(Stored data)
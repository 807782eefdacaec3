use std::fs;
use tracing_subscriber::{fmt, prelude::*, EnvFilter};

const DEFAULT_DIRECTIVE: &str = "mdm_pipeline=info";

/// Initializes logging with console output and a daily-rolled JSON file.
///
/// `RUST_LOG` wins when set; otherwise `level` (from `LOG_LEVEL`) applies to this crate.
pub fn init_logging(level: Option<&str>) {
    let _ = fs::create_dir_all("logs");

    let file_appender = tracing_appender::rolling::daily("logs", "mdm.log");
    let (non_blocking_writer, guard) = tracing_appender::non_blocking(file_appender);

    let file_layer = fmt::layer().json().with_writer(non_blocking_writer);
    let console_layer = fmt::layer().with_writer(std::io::stdout);

    let _ = tracing_subscriber::registry()
        .with(env_filter(level))
        .with(file_layer)
        .with(console_layer)
        .try_init();

    // Keep the writer alive for the life of the process so logs are flushed
    std::mem::forget(guard);
}

fn env_filter(level: Option<&str>) -> EnvFilter {
    if let Ok(filter) = EnvFilter::try_from_default_env() {
        return filter;
    }
    let directive = level
        .map(|l| format!("mdm_pipeline={}", l.trim().to_lowercase()))
        .unwrap_or_else(|| DEFAULT_DIRECTIVE.to_string());
    EnvFilter::try_new(&directive).unwrap_or_else(|_| EnvFilter::new(DEFAULT_DIRECTIVE))
}
use crate::app::ports::GoldenPicker;
use crate::domain::{is_blank, Record};

const TRUSTED_SOURCES: [&str; 2] = ["ERP", "CRM"];
const TRUSTED_SOURCE_BONUS: usize = 5;

/// Picks the most complete record (trusted sources first) and fills its gaps from the others
#[derive(Debug, Clone, Default)]
pub struct CompletenessGoldenPicker;

impl CompletenessGoldenPicker {
    fn score(record: &Record) -> usize {
        let bonus = match record.get_str("source") {
            Some(s) if TRUSTED_SOURCES.contains(&s) => TRUSTED_SOURCE_BONUS,
            _ => 0,
        };
        bonus + record.filled_field_count()
    }
}

impl GoldenPicker for CompletenessGoldenPicker {
    fn pick(&self, records: &[Record]) -> Option<Record> {
        // first record wins ties
        let best = records
            .iter()
            .fold(None::<(&Record, usize)>, |best, r| {
                let s = Self::score(r);
                match best {
                    Some((_, top)) if top >= s => best,
                    _ => Some((r, s)),
                }
            })?
            .0;

        let mut gold = best.clone();
        for record in records {
            for (key, value) in &record.fields {
                if is_blank(value) {
                    continue;
                }
                let missing = gold.fields.get(key).map_or(true, is_blank);
                if missing {
                    gold.fields.insert(key.clone(), value.clone());
                }
            }
            if gold.id.is_none() {
                gold.id.clone_from(&record.id);
            }
            if gold.parsed.is_none() {
                gold.parsed.clone_from(&record.parsed);
            }
        }
        Some(gold)
    }
}
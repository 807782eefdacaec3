//! Fallback postal provider: free, unauthenticated, Brazil only.

use async_trait::async_trait;
use reqwest::StatusCode;
use serde_json::Value;
use tracing::warn;

use crate::app::ports::LookupProvider;
use crate::common::error::LookupFailure;
use crate::domain::{LookupKey, LookupResult};

const SUPPORTED_COUNTRY: &str = "BR";

pub struct ViaCepProvider {
    client: reqwest::Client,
    base_url: String,
}

impl ViaCepProvider {
    pub fn new(client: reqwest::Client, base_url: impl Into<String>) -> Self {
        Self {
            client,
            base_url: base_url.into().trim_end_matches('/').to_string(),
        }
    }
}

#[async_trait]
impl LookupProvider for ViaCepProvider {
    fn name(&self) -> &'static str {
        "viacep"
    }

    fn supports(&self, key: &LookupKey) -> bool {
        key.country() == SUPPORTED_COUNTRY
    }

    async fn lookup(&self, key: &LookupKey) -> Result<LookupResult, LookupFailure> {
        let url = format!("{}/{}/json/", self.base_url, key.digits());
        let resp = self
            .client
            .get(&url)
            .send()
            .await
            .map_err(|e| LookupFailure::from_transport(&e))?;

        if resp.status() != StatusCode::OK {
            warn!(status = resp.status().as_u16(), %key, "viacep returned non-200");
            return Ok(LookupResult::empty());
        }

        let body: Value = resp
            .json()
            .await
            .map_err(|e| LookupFailure::Unexpected(format!("invalid response body: {}", e)))?;
        Ok(map_viacep_response(&body, key))
    }
}

/// Map a ViaCEP body. The `erro` flag (boolean or `"true"`) means not found.
pub fn map_viacep_response(body: &Value, key: &LookupKey) -> LookupResult {
    let not_found = match body.get("erro") {
        Some(Value::Bool(b)) => *b,
        Some(Value::String(s)) => s.eq_ignore_ascii_case("true"),
        _ => false,
    };
    if not_found || !body.is_object() {
        return LookupResult::empty();
    }

    let text = |field: &str| {
        body.get(field)
            .and_then(Value::as_str)
            .map(str::trim)
            .filter(|s| !s.is_empty())
            .map(str::to_string)
    };

    LookupResult {
        thoroughfare: None,
        house_number: None,
        neighborhood: text("bairro"),
        city: text("localidade"),
        state: text("uf"),
        postal_code: key.hyphenated(),
        country_code: Some(SUPPORTED_COUNTRY.to_string()),
        complement: None,
    }
}
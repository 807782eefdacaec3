/// Stage names used for issues, audit entries, metrics labels and log spans
pub const STAGE_POSTAL: &str = "postal";
pub const STAGE_NORMALIZE: &str = "normalize";
pub const STAGE_ADDRESS: &str = "address";
pub const STAGE_MATCH: &str = "match";
pub const STAGE_GOLDEN: &str = "golden";
pub const STAGE_HARMONIZE: &str = "harmonize";
pub const STAGE_ENRICH: &str = "enrich";

// Record fields the engine reads directly
pub const FIELD_POSTAL_CODE: &str = "cep";
pub const FIELD_COUNTRY_CODE: &str = "country_code";
pub const FIELD_ADDRESS: &str = "address";
pub const FIELD_EMAIL: &str = "email";

// Postal lookup
pub const DEFAULT_COUNTRY: &str = "BR";
pub const MIN_POSTAL_DIGITS: usize = 5;
pub const ZIPCODEBASE_URL: &str = "https://app.zipcodebase.com/api/v1/search";
pub const VIACEP_URL: &str = "https://viacep.com.br/ws";
pub const LOOKUP_MAX_ATTEMPTS: u32 = 3;
pub const LOOKUP_MAX_JITTER_SECS: f64 = 0.5;

// Provider timeouts (seconds)
pub const PROVIDER_CONNECT_TIMEOUT_SECS: u64 = 5;
pub const PROVIDER_REQUEST_TIMEOUT_SECS: u64 = 10;

// LLM
pub const OLLAMA_DEFAULT_ENDPOINT: &str = "http://localhost:11434";
pub const DEFAULT_MODEL: &str = "qwen2.5:7b";
pub const LLM_MAX_ATTEMPTS: u32 = 3;
pub const LLM_CONNECT_TIMEOUT_SECS: u64 = 5;
pub const PROMPT_INPUT_PLACEHOLDER: &str = "{input_json}";

// Duplicate scoring
pub const MATCH_THRESHOLD: f64 = 0.87;

// Response confidence
pub const CONFIDENCE_WITH_GOLDEN: f64 = 0.9;
pub const CONFIDENCE_WITHOUT_GOLDEN: f64 = 0.7;
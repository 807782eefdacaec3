// Common utilities and shared types used across the application

pub mod constants;
pub mod error;

// Re-export commonly used items at module root for convenience
pub use error::{LookupFailure, PipelineError, Result};
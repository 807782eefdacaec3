//! Ollama-backed record normalization and address parsing.

use async_trait::async_trait;
use once_cell::sync::Lazy;
use regex::Regex;
use serde::Serialize;
use serde_json::{json, Map, Value};
use std::path::Path;
use std::sync::Arc;
use std::time::Instant;
use thiserror::Error;
use tracing::{error, info};

use super::endpoint_selector::RoundRobin;
use super::json_text::extract_json;
use crate::app::ports::{AddressParser, RecordNormalizer};
use crate::common::constants::{DEFAULT_MODEL, LLM_MAX_ATTEMPTS, PROMPT_INPUT_PLACEHOLDER};
use crate::common::error::{PipelineError, Result};
use crate::domain::{format_eight_digit_code, AddressFields, Record};
use crate::pipeline::lookup::{RetryDecision, RetryPolicy, Retryable};

static EIGHT_DIGITS: Lazy<Regex> = Lazy::new(|| Regex::new(r"^\d{8}$").expect("valid regex"));

const CUSTOMER_PROMPT_FILE: &str = "customer_prompt.txt";
const ADDRESS_PROMPT_FILE: &str = "address_prompt.txt";

const BUILTIN_CUSTOMER_PROMPT: &str = r#"You clean customer master data.
Return ONLY a JSON object with the same keys as the input record.
Trim whitespace, fix capitalization of names and cities, keep emails lower-case,
format phone numbers with digits only (country code first when known) and never invent values.
Keep "id" and "_parsed" untouched.

Record:
{input_json}
"#;

const BUILTIN_ADDRESS_PROMPT: &str = r#"You split postal addresses into components.
Return ONLY a JSON object with exactly these keys:
thoroughfare, house_number, neighborhood, city, state, postal_code, country_code, complement.
Use null for anything not present. state is the two-letter code when known.
postal_code keeps only digits and the hyphen. country_code is ISO 3166-1 alpha-2.

Record:
{input_json}
"#;

/// Generation options forwarded verbatim to the model server
#[derive(Debug, Clone, PartialEq, Serialize)]
pub struct LlmOptions {
    pub num_ctx: u32,
    pub num_batch: u32,
    pub num_gpu: u32,
    pub num_thread: u32,
    pub temperature: f64,
    pub top_p: f64,
    pub top_k: u32,
}

impl Default for LlmOptions {
    fn default() -> Self {
        Self {
            num_ctx: 4096,
            num_batch: 512,
            num_gpu: 22,
            num_thread: 16,
            temperature: 0.0,
            top_p: 1.0,
            top_k: 40,
        }
    }
}

/// Prompt templates; `{input_json}` is replaced by the serialized record
#[derive(Debug, Clone, PartialEq)]
pub struct PromptTemplates {
    pub customer: String,
    pub address: String,
}

impl Default for PromptTemplates {
    fn default() -> Self {
        Self {
            customer: BUILTIN_CUSTOMER_PROMPT.to_string(),
            address: BUILTIN_ADDRESS_PROMPT.to_string(),
        }
    }
}

impl PromptTemplates {
    /// Load overrides from `dir`; a missing file keeps the built-in template.
    pub fn load(dir: Option<&Path>) -> Result<Self> {
        let mut templates = Self::default();
        let Some(dir) = dir else {
            return Ok(templates);
        };
        if let Some(text) = read_template(&dir.join(CUSTOMER_PROMPT_FILE))? {
            templates.customer = text;
        }
        if let Some(text) = read_template(&dir.join(ADDRESS_PROMPT_FILE))? {
            templates.address = text;
        }
        Ok(templates)
    }
}

fn read_template(path: &Path) -> Result<Option<String>> {
    if !path.exists() {
        return Ok(None);
    }
    let text = std::fs::read_to_string(path)?;
    if !text.contains(PROMPT_INPUT_PLACEHOLDER) {
        return Err(PipelineError::Config(format!(
            "prompt template {} lacks the {} placeholder",
            path.display(),
            PROMPT_INPUT_PLACEHOLDER
        )));
    }
    Ok(Some(text))
}

pub fn render_prompt(template: &str, record: &Record) -> String {
    let input = serde_json::to_string(&record.to_value()).unwrap_or_else(|_| "{}".to_string());
    template.replace(PROMPT_INPUT_PLACEHOLDER, &input)
}

/// One failed generation attempt; every kind is worth another try
#[derive(Error, Debug)]
pub enum LlmFailure {
    #[error("request to {endpoint} failed: {source}")]
    Request {
        endpoint: String,
        #[source]
        source: reqwest::Error,
    },

    #[error("model output is not JSON: {0}")]
    Output(#[from] serde_json::Error),
}

impl Retryable for LlmFailure {
    fn retry_decision(&self) -> RetryDecision {
        RetryDecision::Retry { after: None }
    }
}

#[derive(Debug, Clone, PartialEq, Eq)]
pub struct LlmModels {
    pub normalize: String,
    pub address: String,
}

impl Default for LlmModels {
    fn default() -> Self {
        Self {
            normalize: DEFAULT_MODEL.to_string(),
            address: DEFAULT_MODEL.to_string(),
        }
    }
}

pub struct OllamaClient {
    client: reqwest::Client,
    endpoints: Arc<RoundRobin>,
    models: LlmModels,
    options: LlmOptions,
    prompts: PromptTemplates,
    retry: RetryPolicy,
}

impl OllamaClient {
    pub fn new(client: reqwest::Client, endpoints: Arc<RoundRobin>) -> Self {
        Self {
            client,
            endpoints,
            models: LlmModels::default(),
            options: LlmOptions::default(),
            prompts: PromptTemplates::default(),
            retry: RetryPolicy::immediate(LLM_MAX_ATTEMPTS),
        }
    }

    pub fn with_models(mut self, models: LlmModels) -> Self {
        self.models = models;
        self
    }

    pub fn with_options(mut self, options: LlmOptions) -> Self {
        self.options = options;
        self
    }

    pub fn with_prompts(mut self, prompts: PromptTemplates) -> Self {
        self.prompts = prompts;
        self
    }

    pub fn with_retry(mut self, retry: RetryPolicy) -> Self {
        self.retry = retry;
        self
    }

    /// Generate with `model`, returning the parsed `response` JSON.
    ///
    /// Each attempt goes to the next endpoint in rotation.
    pub async fn generate(&self, task: &str, model: &str, prompt: &str) -> std::result::Result<Value, LlmFailure> {
        let payload = json!({
            "model": model,
            "prompt": prompt,
            "format": "json",
            "options": self.options,
            "stream": false,
        });
        let operation = format!("llm_{}", task);

        let result = self
            .retry
            .run(&operation, |attempt| {
                let payload = &payload;
                async move {
                    let endpoint = self.endpoints.next().to_string();
                    let started = Instant::now();
                    let request_failed = |source| LlmFailure::Request {
                        endpoint: endpoint.clone(),
                        source,
                    };

                    let resp = self
                        .client
                        .post(format!("{}/api/generate", endpoint))
                        .json(payload)
                        .send()
                        .await
                        .map_err(request_failed)?;
                    info!(
                        "[LLM] {} status={} time={:.2}s ep={} attempt={}",
                        task,
                        resp.status().as_u16(),
                        started.elapsed().as_secs_f64(),
                        endpoint,
                        attempt
                    );
                    let text = resp
                        .error_for_status()
                        .map_err(request_failed)?
                        .text()
                        .await
                        .map_err(request_failed)?;
                    parse_generate_body(&text)
                }
            })
            .await;

        if let Err(e) = &result {
            error!("[LLM] {} failed after retries: {}", task, e);
        }
        result
    }

    /// Lists installed models on the first endpoint
    pub async fn ping(&self) -> Result<Value> {
        let url = format!("{}/api/tags", self.endpoints.first());
        let body = self
            .client
            .get(url)
            .send()
            .await?
            .error_for_status()?
            .json::<Value>()
            .await?;
        Ok(body)
    }
}

/// Read a non-streamed generate body and parse its `response` string.
pub fn parse_generate_body(text: &str) -> std::result::Result<Value, LlmFailure> {
    let envelope = extract_json(text);
    let response = envelope
        .get("response")
        .and_then(Value::as_str)
        .map(str::trim)
        .unwrap_or("{}");
    Ok(serde_json::from_str(response)?)
}

#[async_trait]
impl RecordNormalizer for OllamaClient {
    async fn normalize(&self, record: &Record) -> anyhow::Result<Record> {
        let prompt = render_prompt(&self.prompts.customer, record);
        match self.generate("normalize", &self.models.normalize, &prompt).await? {
            Value::Object(object) => Ok(Record::from_object(object)),
            other => anyhow::bail!("model returned a non-object record: {}", other),
        }
    }
}

#[async_trait]
impl AddressParser for OllamaClient {
    async fn parse_address(&self, record: &Record) -> anyhow::Result<AddressFields> {
        let prompt = render_prompt(&self.prompts.address, record);
        let output = self.generate("address", &self.models.address, &prompt).await?;
        Ok(match output {
            Value::Object(object) => address_from_object(&object),
            _ => AddressFields::empty(),
        })
    }
}

/// Tolerant field extraction from a model-produced object
pub fn address_from_object(object: &Map<String, Value>) -> AddressFields {
    let text = |field: &str| match object.get(field) {
        Some(Value::String(s)) if !s.trim().is_empty() => Some(s.trim().to_string()),
        Some(Value::Number(n)) => Some(n.to_string()),
        _ => None,
    };

    let postal_code = text("postal_code").map(|code| {
        if EIGHT_DIGITS.is_match(&code) {
            format_eight_digit_code(&code).unwrap_or(code)
        } else {
            code
        }
    });

    AddressFields {
        thoroughfare: text("thoroughfare"),
        house_number: text("house_number"),
        neighborhood: text("neighborhood"),
        city: text("city"),
        state: text("state"),
        postal_code,
        country_code: text("country_code").map(|c| c.to_uppercase()),
        complement: text("complement"),
    }
}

Description of the task: Your answer should consist only of the lines above between the line holding "and log spans" and the line holding "pub const LOOKUP_MAX_ATTEMPTS: u32 = 3;", inclusive, each transcribed exactly.

Solution for this exercise:
/// Stage names used for issues, audit entries, metrics labels and log spans
pub const STAGE_POSTAL: &str = "postal";
pub const STAGE_NORMALIZE: &str = "normalize";
pub const STAGE_ADDRESS: &str = "address";
pub const STAGE_MATCH: &str = "match";
pub const STAGE_GOLDEN: &str = "golden";
pub const STAGE_HARMONIZE: &str = "harmonize";
pub const STAGE_ENRICH: &str = "enrich";

// Record fields the engine reads directly
pub const FIELD_POSTAL_CODE: &str = "cep";
pub const FIELD_COUNTRY_CODE: &str = "country_code";
pub const FIELD_ADDRESS: &str = "address";
pub const FIELD_EMAIL: &str = "email";

// Postal lookup
pub const DEFAULT_COUNTRY: &str = "BR";
pub const MIN_POSTAL_DIGITS: usize = 5;
pub const ZIPCODEBASE_URL: &str = "https://app.zipcodebase.com/api/v1/search";
pub const VIACEP_URL: &str = "https://viacep.com.br/ws";
pub const LOOKUP_MAX_ATTEMPTS: u32 = 3;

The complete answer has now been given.